Василий Михайлович Алексеев
(1881–1951), академик (1929), крупнейший китаевед с мировым именем, по существу основоположник современной российской науки о Китае. Автор многих книг по истории литературы, искусства и культуры Китая, переводчик на русский язык поэзии и прозы, лексикограф-языковед, выдающийся педагог. Преподавал в учебных заведениях и работал в научных учреждениях Петербурга и Ленинграда, подготовив и воспитав блестящую плеяду советских русских синологов 20—40-х гг. Читал лекции в университетах Пекина, Парижа, Лондона. Совершил четыре путешествия в Китай: апрель – октябрь 1907, январь 1909, май – июль 1912, июль – август 1926 гг. Значительная часть огромного научного наследия Алексеева в течение многих лет оставалась неизданной (хотя при жизни он опубликовал около 280 работ) и увидела свет сравнительно недавно благодаря настойчивости и энергии его дочери М.В. Баньковской при поддержке и участии специалистов: это, в частности, книга «В старом Китае. Дневник путешествия 1907 г.», сборники не опубликованных в свое время работ «Китайская литература» (М., 1978) и «Наука о Востоке. Статьи и документы» (М., 1982) с блестящими, представляющими самостоятельную научную ценность, примечаниями-комментариями ленинградского китаеведа В.В. Петрова (1929–1987), а также многочисленные выступления в научных и популярных изданиях.Из книги «В старом Китае»
ДЕНЬ В БУДДИЙСКОМ МОНАСТЫРЕ ЛАЗОРЕВЫХ ОБЛАКОВ ПОД ПЕКИНОМ
Апрель 1907 г., Пекин.
Невзрачный, но крепкий осел выносит меня из Пекина, и вот, свернув с шоссе, трясусь по проселочной дороге, которая не лучше и не хуже наших русских. Кругом поля, на которых растут пшеница, рис, лотос. Полуголые, загорелые до черноты поселяне, по колено в липкой грязи, заботливо месят ее руками, словно тесто. Нелегко дается Китаю его насущная пища «старый рис» (лао ми). Порой взбежит холмик. Он обязательно использован. То высится на нем беседка, надпись на которой замысловато намекает на что-нибудь вроде того, как сладко, мол, поэтически отдохнуть в свободных струях горного ветерка, то воткнулась холму в бок небольшая пагода-могила буддийского монаха, а не то и весь монастырь, дремлющий в роще сосен и кипарисов, как-то лениво и отлого ползет вверх из плоской равнины. На больших холмах летние резиденции князей и богатых людей. Один из таких холмов занят, например, любимым летним дворцом ныне властвующей матроны, так называемой матери богдыхана, императрицы Западного Дворца.Дорога юлит меж многочисленных кладбищ, четырехугольных пространств, обсаженных обязательно сосной или кипарисом, деревьями, символизирующими бессмертие. Внутри этой живой ограды видны небольшие насыпи-могилы. Каждое такое кладбище принадлежит отдельному роду, начинающемуся обыкновенно от первого, прочно осевшего в данной местности предка. Какая огромная поверхность отнимается у голодного Китая темным суеверием богачей и насильников! Какой ужас охватывает, когда, зная Китай, ясно представляешь себе, как осложняет жизненные условия эта дикость человеческого вымысла. Живой Китай заглушается Китаем мертвым.

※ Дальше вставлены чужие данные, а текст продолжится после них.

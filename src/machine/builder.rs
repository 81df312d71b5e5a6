//! Builder for constructing machine definitions.

use super::definition::{Input, Machine, Move};
use super::error::BuildError;
use crate::core::{State, Symbol};

/// Builder for constructing machines with a fluent API.
///
/// # Example
///
/// ```rust
/// use pushdown::core::StateId;
/// use pushdown::machine::MachineBuilder;
///
/// let machine = MachineBuilder::new()
///     .states([StateId::from("q0"), StateId::from("qf")])
///     .start(StateId::from("q0"))
///     .accept(StateId::from("qf"))
///     .stack_bottom('$')
///     .on(StateId::from("q0"), '(', '$', StateId::from("q0"), "A$")
///     .on_epsilon(StateId::from("q0"), '$', StateId::from("qf"), "$")
///     .build_checked()
///     .unwrap();
///
/// assert_eq!(machine.rule_count(), 2);
/// ```
pub struct MachineBuilder<S: State> {
    states: Vec<S>,
    start: Option<S>,
    accept_states: Vec<S>,
    stack_bottom: Option<Symbol>,
    rules: Vec<(S, Input, Symbol, Move<S>)>,
}

impl<S: State> MachineBuilder<S> {
    /// Create a new builder.
    pub fn new() -> Self {
        Self {
            states: Vec::new(),
            start: None,
            accept_states: Vec::new(),
            stack_bottom: None,
            rules: Vec::new(),
        }
    }

    /// Declare a state.
    pub fn state(mut self, state: S) -> Self {
        if !self.states.contains(&state) {
            self.states.push(state);
        }
        self
    }

    /// Declare several states at once.
    pub fn states(self, states: impl IntoIterator<Item = S>) -> Self {
        states.into_iter().fold(self, Self::state)
    }

    /// Set the start state (required).
    pub fn start(mut self, state: S) -> Self {
        self.start = Some(state);
        self
    }

    /// Mark a state as accepting.
    pub fn accept(mut self, state: S) -> Self {
        if !self.accept_states.contains(&state) {
            self.accept_states.push(state);
        }
        self
    }

    /// Set the stack bottom sentinel (required).
    pub fn stack_bottom(mut self, symbol: impl Into<Symbol>) -> Self {
        self.stack_bottom = Some(symbol.into());
        self
    }

    /// Add a transition alternative with an explicit input component.
    ///
    /// `push` is read top-first, one symbol per character.
    pub fn rule(mut self, from: S, input: Input, top: impl Into<Symbol>, to: S, push: &str) -> Self {
        let mv = Move {
            to,
            push: Symbol::parse(push),
        };
        self.rules.push((from, input, top.into(), mv));
        self
    }

    /// Add an alternative that consumes `symbol`.
    pub fn on(self, from: S, symbol: impl Into<Symbol>, top: impl Into<Symbol>, to: S, push: &str) -> Self {
        let input = Input::Symbol(symbol.into());
        self.rule(from, input, top, to, push)
    }

    /// Add a spontaneous alternative.
    pub fn on_epsilon(self, from: S, top: impl Into<Symbol>, to: S, push: &str) -> Self {
        self.rule(from, Input::Epsilon, top, to, push)
    }

    /// Build the machine.
    ///
    /// Only the start state and stack bottom are required. States are not
    /// cross-checked; use [`build_checked`](Self::build_checked) for that.
    pub fn build(self) -> Result<Machine<S>, BuildError> {
        let start = self.start.ok_or(BuildError::MissingStartState)?;
        let stack_bottom = self.stack_bottom.ok_or(BuildError::MissingStackBottom)?;

        let mut machine = Machine::new(self.states, start, self.accept_states, stack_bottom);
        for (from, input, top, mv) in self.rules {
            machine.insert(from, input, top, mv);
        }

        Ok(machine)
    }

    /// Build the machine and fail fast if it has any structural violation.
    pub fn build_checked(self) -> Result<Machine<S>, BuildError> {
        let machine = self.build()?;
        let violations = machine.violations();
        if violations.is_empty() {
            Ok(machine)
        } else {
            Err(BuildError::Malformed(violations))
        }
    }
}

impl<S: State> Default for MachineBuilder<S> {
    fn default() -> Self {
        Self::new()
    }
}

#[cfg(test)]
mod tests {
    use super::*;
    use crate::core::StateId;
    use crate::machine::MachineViolation;

    fn q(name: &str) -> StateId {
        StateId::from(name)
    }

    #[test]
    fn builder_requires_start_state() {
        let result = MachineBuilder::<StateId>::new().stack_bottom('$').build();

        assert!(matches!(result, Err(BuildError::MissingStartState)));
    }

    #[test]
    fn builder_requires_stack_bottom() {
        let result = MachineBuilder::new().start(q("q0")).build();

        assert!(matches!(result, Err(BuildError::MissingStackBottom)));
    }

    #[test]
    fn machine_without_rules_builds() {
        let machine = MachineBuilder::new()
            .state(q("q0"))
            .start(q("q0"))
            .stack_bottom('$')
            .build()
            .unwrap();

        assert_eq!(machine.rule_count(), 0);
        assert!(machine.accept_states().is_empty());
    }

    #[test]
    fn states_are_deduplicated() {
        let machine = MachineBuilder::new()
            .states([q("q0"), q("q1"), q("q0")])
            .state(q("q1"))
            .start(q("q0"))
            .accept(q("q1"))
            .accept(q("q1"))
            .stack_bottom('$')
            .build()
            .unwrap();

        assert_eq!(machine.states(), &[q("q0"), q("q1")]);
        assert_eq!(machine.accept_states(), &[q("q1")]);
    }

    #[test]
    fn fluent_api_builds_lookup() {
        let machine = MachineBuilder::new()
            .states([q("q0"), q("q1")])
            .start(q("q0"))
            .stack_bottom('$')
            .on(q("q0"), 'a', '$', q("q0"), "A$")
            .on(q("q0"), 'a', '$', q("q1"), "$")
            .on_epsilon(q("q1"), '$', q("q0"), "$")
            .build()
            .unwrap();

        let a = Input::Symbol(Symbol::new('a'));
        assert_eq!(machine.transitions_for(&q("q0"), a, Symbol::new('$')).len(), 2);
        assert_eq!(
            machine
                .transitions_for(&q("q1"), Input::Epsilon, Symbol::new('$'))
                .len(),
            1
        );
    }

    #[test]
    fn lenient_build_accepts_undeclared_states() {
        let machine = MachineBuilder::new()
            .start(q("q0"))
            .stack_bottom('$')
            .on(q("q0"), 'a', '$', q("elsewhere"), "$")
            .build();

        assert!(machine.is_ok());
    }

    #[test]
    fn checked_build_reports_violations() {
        let result = MachineBuilder::new()
            .state(q("q0"))
            .start(q("q0"))
            .stack_bottom('$')
            .on(q("q0"), 'a', '$', q("elsewhere"), "")
            .build_checked();

        match result {
            Err(BuildError::Malformed(violations)) => {
                assert_eq!(violations.len(), 2);
                assert!(violations
                    .iter()
                    .any(|v| matches!(v, MachineViolation::UnknownTargetState { .. })));
                assert!(violations
                    .iter()
                    .any(|v| matches!(v, MachineViolation::BottomNotPreserved { .. })));
            }
            other => panic!("Expected malformed machine, got {:?}", other.map(|m| m.rule_count())),
        }
    }

    #[test]
    fn malformed_error_lists_every_violation() {
        let err = BuildError::Malformed(vec![
            MachineViolation::UnknownStartState {
                state: "a".to_string(),
            },
            MachineViolation::UnknownAcceptState {
                state: "b".to_string(),
            },
        ]);

        assert_eq!(
            err.to_string(),
            "Malformed machine definition: Start state 'a' is not a declared state; \
             Accept state 'b' is not a declared state"
        );
    }
}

Проезжаю мимо китайских деревушек, в которых рядами стоят глиняные фанзы. Каждая такая фанза принадлежит одному члену рода с семьей. Дяди с племянниками, братья, не говоря уже об отцах и детях, живутвместе до последней возможности. У ворот дворов играют китайские ребята, славные голопузики с бритыми головами, на которых, словно оазисы в степи, оставлены пучки волос, перевязанных красной ниткой. Красный цвет в Китае имеет благовещее значение и назначение. Его боится нечисть: бесы, оборотни, крайне опасные для человека, особенно в его ребяческую пору.
Солнце близится уже к полудню, когда по невозможной дороге на измученном осле поднимаюсь мимо последних фанз на холм и оттуда через ряд ворот ползу в монастырь Лазоревых Облаков.